- **Task statement**
Would you output each record exactly as it stands?
=====
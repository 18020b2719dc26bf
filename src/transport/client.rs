//! Controller-side endpoint.

use std::net::SocketAddr;
use std::time::Duration;

use async_trait::async_trait;
use tokio::net::TcpStream;

use crate::wire::{AlgoResult, Message, Pong};

use super::WorkerLink;
use super::inbox::Inbox;
use super::link::{Link, Route};

const INBOX_CAPACITY: usize = 256;

struct ClientRouter {
    pongs: Inbox<Pong>,
    results: Inbox<AlgoResult>,
}

impl Route for ClientRouter {
    fn route(&self, msg: Message) -> Option<Message> {
        match msg {
            Message::Pong(p) => self.pongs.push(p),
            Message::AlgoResult(r) => self.results.push(r),
            _ => {}
        }
        None
    }

    fn clear(&self) {
        self.pongs.clear();
        self.results.clear();
    }

    fn wake_all(&self) {
        self.pongs.wake_all();
        self.results.wake_all();
    }
}

/// Connects to a worker and demultiplexes its replies.
///
/// Pongs and algorithm results land in separate queues, so a backlog of
/// results never delays heartbeat replies.
///
/// # Example
/// ```no_run
/// # async fn demo() {
/// use std::time::Duration;
/// use algovisor::transport::Client;
/// use algovisor::wire::Ping;
///
/// let client = Client::new();
/// if client.connect("127.0.0.1:45678".parse().unwrap(), Duration::from_millis(500)).await {
///     client.send(Ping { seq: 1, t0_ns: 0 }, Duration::from_millis(50)).await;
///     let pong = client.try_receive_pong(Duration::from_millis(200)).await;
///     println!("{pong:?}");
/// }
/// # }
/// ```
pub struct Client {
    link: Link<ClientRouter>,
}

impl Default for Client {
    fn default() -> Self {
        Self::new()
    }
}

impl Client {
    pub fn new() -> Self {
        let router = ClientRouter {
            pongs: Inbox::new(INBOX_CAPACITY),
            results: Inbox::new(INBOX_CAPACITY),
        };
        // Clients never answer inline, the reply timeout is unused.
        Self {
            link: Link::new(router, Duration::ZERO),
        }
    }

    /// Connects to `addr`, replacing any previous connection.
    ///
    /// The previous receive task is joined and queued replies are discarded
    /// before the new attempt, so nothing from an older session leaks through.
    pub async fn connect(&self, addr: SocketAddr, timeout: Duration) -> bool {
        self.link.disconnect().await;
        match tokio::time::timeout(timeout, TcpStream::connect(addr)).await {
            Ok(Ok(stream)) => {
                self.link.attach(stream).await;
                true
            }
            _ => false,
        }
    }

    pub async fn disconnect(&self) {
        self.link.disconnect().await;
    }

    pub fn is_connected(&self) -> bool {
        self.link.is_connected()
    }

    pub async fn send(&self, msg: impl Into<Message>, timeout: Duration) -> bool {
        self.link.send(&msg.into(), timeout).await
    }

    pub async fn try_receive_pong(&self, timeout: Duration) -> Option<Pong> {
        let flag = self.link.connected_flag();
        self.link.router().pongs.pop(timeout, flag).await
    }

    pub async fn try_receive_algo_result(&self, timeout: Duration) -> Option<AlgoResult> {
        let flag = self.link.connected_flag();
        self.link.router().results.pop(timeout, flag).await
    }

    /// Frames discarded by the receive task for protocol errors.
    pub fn dropped_frames(&self) -> u64 {
        self.link.dropped_frames()
    }
}

#[async_trait]
impl WorkerLink for Client {
    fn is_connected(&self) -> bool {
        Client::is_connected(self)
    }

    async fn connect(&self, addr: SocketAddr, timeout: Duration) -> bool {
        Client::connect(self, addr, timeout).await
    }

    async fn disconnect(&self) {
        Client::disconnect(self).await
    }

    async fn send(&self, msg: Message, timeout: Duration) -> bool {
        Client::send(self, msg, timeout).await
    }

    async fn try_receive_pong(&self, timeout: Duration) -> Option<Pong> {
        Client::try_receive_pong(self, timeout).await
    }

    async fn try_receive_algo_result(&self, timeout: Duration) -> Option<AlgoResult> {
        Client::try_receive_algo_result(self, timeout).await
    }
}
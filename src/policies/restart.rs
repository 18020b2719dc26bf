//! # Restart budget.
//!
//! [`RestartPolicy`] caps how many times the lifecycle manager may replace
//! the worker and how long it waits before each replacement. Only
//! successful restarts consume the budget.

use std::time::Duration;

use super::backoff::BackoffPolicy;

#[derive(Clone, Copy, Debug, PartialEq)]
pub struct RestartPolicy {
    /// Successful restarts allowed over the manager's lifetime.
    pub max_restarts: u64,
    pub backoff: BackoffPolicy,
}

impl Default for RestartPolicy {
    /// Ten restarts, constant 500 ms backoff.
    fn default() -> Self {
        Self {
            max_restarts: 10,
            backoff: BackoffPolicy::default(),
        }
    }
}

impl RestartPolicy {
    /// True if another restart may be attempted after `restarts` successful ones.
    pub fn allows(&self, restarts: u64) -> bool {
        restarts < self.max_restarts
    }

    pub fn delay_for(&self, restarts: u64) -> Duration {
        self.backoff.delay_for(restarts)
    }
}
use crate::wire::AlgoResult;

/// Where a control command came from.
#[derive(Debug, Clone, Copy, PartialEq, Eq, Default)]
pub enum CommandSource {
    /// Result received on this tick.
    Fresh,
    /// No result this tick; reused the most recent one.
    LastKnownGood,
    /// No result ever received.
    #[default]
    SafeZero,
}

#[derive(Debug, Clone, Copy, PartialEq, Default)]
pub struct Command {
    pub value: f64,
    pub source: CommandSource,
    /// Sensor sequence the underlying result was computed from.
    pub sensor_seq: Option<u64>,
    pub algo_latency_ms: Option<f64>,
}

/// Last-known-good fallback: fresh result, else the previous one, else zero.
#[derive(Debug, Default)]
pub(crate) struct CommandSelector {
    last_good: Option<AlgoResult>,
}

impl CommandSelector {
    pub(crate) fn select(&mut self, fresh: Option<AlgoResult>) -> Command {
        let source = match fresh {
            Some(result) => {
                self.last_good = Some(result);
                CommandSource::Fresh
            }
            None if self.last_good.is_some() => CommandSource::LastKnownGood,
            None => CommandSource::SafeZero,
        };

        match self.last_good {
            Some(r) => Command {
                value: r.out_value,
                source,
                sensor_seq: Some(r.sensor_seq),
                algo_latency_ms: Some(r.latency_ms),
            },
            None => Command::default(),
        }
    }
}

#[cfg(test)]
mod tests {
    use super::*;

    fn result(v: f64) -> AlgoResult {
        AlgoResult {
            sensor_seq: 1,
            produced_ts_ns: 0,
            out_value: v,
            latency_ms: 2.0,
        }
    }

    #[test]
    fn zero_until_first_result() {
        let mut sel = CommandSelector::default();
        let cmd = sel.select(None);
        assert_eq!(cmd.value, 0.0);
        assert_eq!(cmd.source, CommandSource::SafeZero);
    }

    #[test]
    fn pins_last_value_when_results_stop() {
        let mut sel = CommandSelector::default();
        assert_eq!(sel.select(Some(result(0.7))).source, CommandSource::Fresh);
        for _ in 0..100 {
            let cmd = sel.select(None);
            assert_eq!(cmd.value, 0.7);
            assert_eq!(cmd.source, CommandSource::LastKnownGood);
        }
        assert_eq!(sel.select(Some(result(-0.1))).value, -0.1);
    }
}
=====
- **Result below**
repository 18020b2719dc26bf
filename src/transport/client.rs
//! Controller-side endpoint.

use std::net::SocketAddr;
use std::time::Duration;

use async_trait::async_trait;
use tokio::net::TcpStream;

use crate::wire::{AlgoResult, Message, Pong};

use super::WorkerLink;
use super::inbox::Inbox;
use super::link::{Link, Route};

const INBOX_CAPACITY: usize = 256;

struct ClientRouter {
    pongs: Inbox<Pong>,
    results: Inbox<AlgoResult>,
}

impl Route for ClientRouter {
    fn route(&self, msg: Message) -> Option<Message> {
        match msg {
            Message::Pong(p) => self.pongs.push(p),
            Message::AlgoResult(r) => self.results.push(r),
            _ => {}
        }
        None
    }

    fn clear(&self) {
        self.pongs.clear();
        self.results.clear();
    }

    fn wake_all(&self) {
        self.pongs.wake_all();
        self.results.wake_all();
    }
}

/// Connects to a worker and demultiplexes its replies.
///
/// Pongs and algorithm results land in separate queues, so a backlog of
/// results never delays heartbeat replies.
///
/// # Example
/// ```no_run
/// # async fn demo() {
/// use std::time::Duration;
/// use algovisor::transport::Client;
/// use algovisor::wire::Ping;
///
/// let client = Client::new();
/// if client.connect("127.0.0.1:45678".parse().unwrap(), Duration::from_millis(500)).await {
///     client.send(Ping { seq: 1, t0_ns: 0 }, Duration::from_millis(50)).await;
///     let pong = client.try_receive_pong(Duration::from_millis(200)).await;
///     println!("{pong:?}");
/// }
/// # }
/// ```
pub struct Client {
    link: Link<ClientRouter>,
}

impl Default for Client {
    fn default() -> Self {
        Self::new()
    }
}

impl Client {
    pub fn new() -> Self {
        let router = ClientRouter {
            pongs: Inbox::new(INBOX_CAPACITY),
            results: Inbox::new(INBOX_CAPACITY),
        };
        // Clients never answer inline, the reply timeout is unused.
        Self {
            link: Link::new(router, Duration::ZERO),
        }
    }

    /// Connects to `addr`, replacing any previous connection.
    ///
    /// The previous receive task is joined and queued replies are discarded
    /// before the new attempt, so nothing from an older session leaks through.
    pub async fn connect(&self, addr: SocketAddr, timeout: Duration) -> bool {
        self.link.disconnect().await;
        match tokio::time::timeout(timeout, TcpStream::connect(addr)).await {
            Ok(Ok(stream)) => {
                self.link.attach(stream).await;
                true
            }
            _ => false,
        }
    }

    pub async fn disconnect(&self) {
        self.link.disconnect().await;
    }

    pub fn is_connected(&self) -> bool {
        self.link.is_connected()
    }

    pub async fn send(&self, msg: impl Into<Message>, timeout: Duration) -> bool {
        self.link.send(&msg.into(), timeout).await
    }

    pub async fn try_receive_pong(&self, timeout: Duration) -> Option<Pong> {
        let flag = self.link.connected_flag();
        self.link.router().pongs.pop(timeout, flag).await
    }

    pub async fn try_receive_algo_result(&self, timeout: Duration) -> Option<AlgoResult> {
        let flag = self.link.connected_flag();
        self.link.router().results.pop(timeout, flag).await
    }

    /// Frames discarded by the receive task for protocol errors.
    pub fn dropped_frames(&self) -> u64 {
        self.link.dropped_frames()
    }
}

#[async_trait]
impl WorkerLink for Client {
    fn is_connected(&self) -> bool {
        Client::is_connected(self)
    }

    async fn connect(&self, addr: SocketAddr, timeout: Duration) -> bool {
        Client::connect(self, addr, timeout).await
    }

    async fn disconnect(&self) {
        Client::disconnect(self).await
    }

    async fn send(&self, msg: Message, timeout: Duration) -> bool {
        Client::send(self, msg, timeout).await
    }

    async fn try_receive_pong(&self, timeout: Duration) -> Option<Pong> {
        Client::try_receive_pong(self, timeout).await
    }

    async fn try_receive_algo_result(&self, timeout: Duration) -> Option<AlgoResult> {
        Client::try_receive_algo_result(self, timeout).await
    }
}
filename src/policies/restart.rs
repository 18020b2719dc26bf
//! # Restart budget.
//!
//! [`RestartPolicy`] caps how many times the lifecycle manager may replace
//! the worker and how long it waits before each replacement. Only
//! successful restarts consume the budget.

use std::time::Duration;

use super::backoff::BackoffPolicy;

#[derive(Clone, Copy, Debug, PartialEq)]
pub struct RestartPolicy {
    /// Successful restarts allowed over the manager's lifetime.
    pub max_restarts: u64,
    pub backoff: BackoffPolicy,
}

impl Default for RestartPolicy {
    /// Ten restarts, constant 500 ms backoff.
    fn default() -> Self {
        Self {
            max_restarts: 10,
            backoff: BackoffPolicy::default(),
        }
    }
}

impl RestartPolicy {
    /// True if another restart may be attempted after `restarts` successful ones.
    pub fn allows(&self, restarts: u64) -> bool {
        restarts < self.max_restarts
    }

    pub fn delay_for(&self, restarts: u64) -> Duration {
        self.backoff.delay_for(restarts)
    }
}
use crate::wire::AlgoResult;

/// Where a control command came from.
#[derive(Debug, Clone, Copy, PartialEq, Eq, Default)]
pub enum CommandSource {
    /// Result received on this tick.
    Fresh,
    /// No result this tick; reused the most recent one.
    LastKnownGood,
    /// No result ever received.
    #[default]
    SafeZero,
}

#[derive(Debug, Clone, Copy, PartialEq, Default)]
pub struct Command {
    pub value: f64,
    pub source: CommandSource,
    /// Sensor sequence the underlying result was computed from.
    pub sensor_seq: Option<u64>,
    pub algo_latency_ms: Option<f64>,
}

/// Last-known-good fallback: fresh result, else the previous one, else zero.
#[derive(Debug, Default)]
pub(crate) struct CommandSelector {
    last_good: Option<AlgoResult>,
}

impl CommandSelector {
    pub(crate) fn select(&mut self, fresh: Option<AlgoResult>) -> Command {
        let source = match fresh {
            Some(result) => {
                self.last_good = Some(result);
                CommandSource::Fresh
            }
            None if self.last_good.is_some() => CommandSource::LastKnownGood,
            None => CommandSource::SafeZero,
        };

        match self.last_good {
            Some(r) => Command {
                value: r.out_value,
                source,
                sensor_seq: Some(r.sensor_seq),
                algo_latency_ms: Some(r.latency_ms),
            },
            None => Command::default(),
        }
    }
}

#[cfg(test)]
mod tests {
    use super::*;

    fn result(v: f64) -> AlgoResult {
        AlgoResult {
            sensor_seq: 1,
            produced_ts_ns: 0,
            out_value: v,
            latency_ms: 2.0,
        }
    }

    #[test]
    fn zero_until_first_result() {
        let mut sel = CommandSelector::default();
        let cmd = sel.select(None);
        assert_eq!(cmd.value, 0.0);
        assert_eq!(cmd.source, CommandSource::SafeZero);
    }

    #[test]
    fn pins_last_value_when_results_stop() {
        let mut sel = CommandSelector::default();
        assert_eq!(sel.select(Some(result(0.7))).source, CommandSource::Fresh);
        for _ in 0..100 {
            let cmd = sel.select(None);
            assert_eq!(cmd.value, 0.7);
            assert_eq!(cmd.source, CommandSource::LastKnownGood);
        }
        assert_eq!(sel.select(Some(result(-0.1))).value, -0.1);
    }
}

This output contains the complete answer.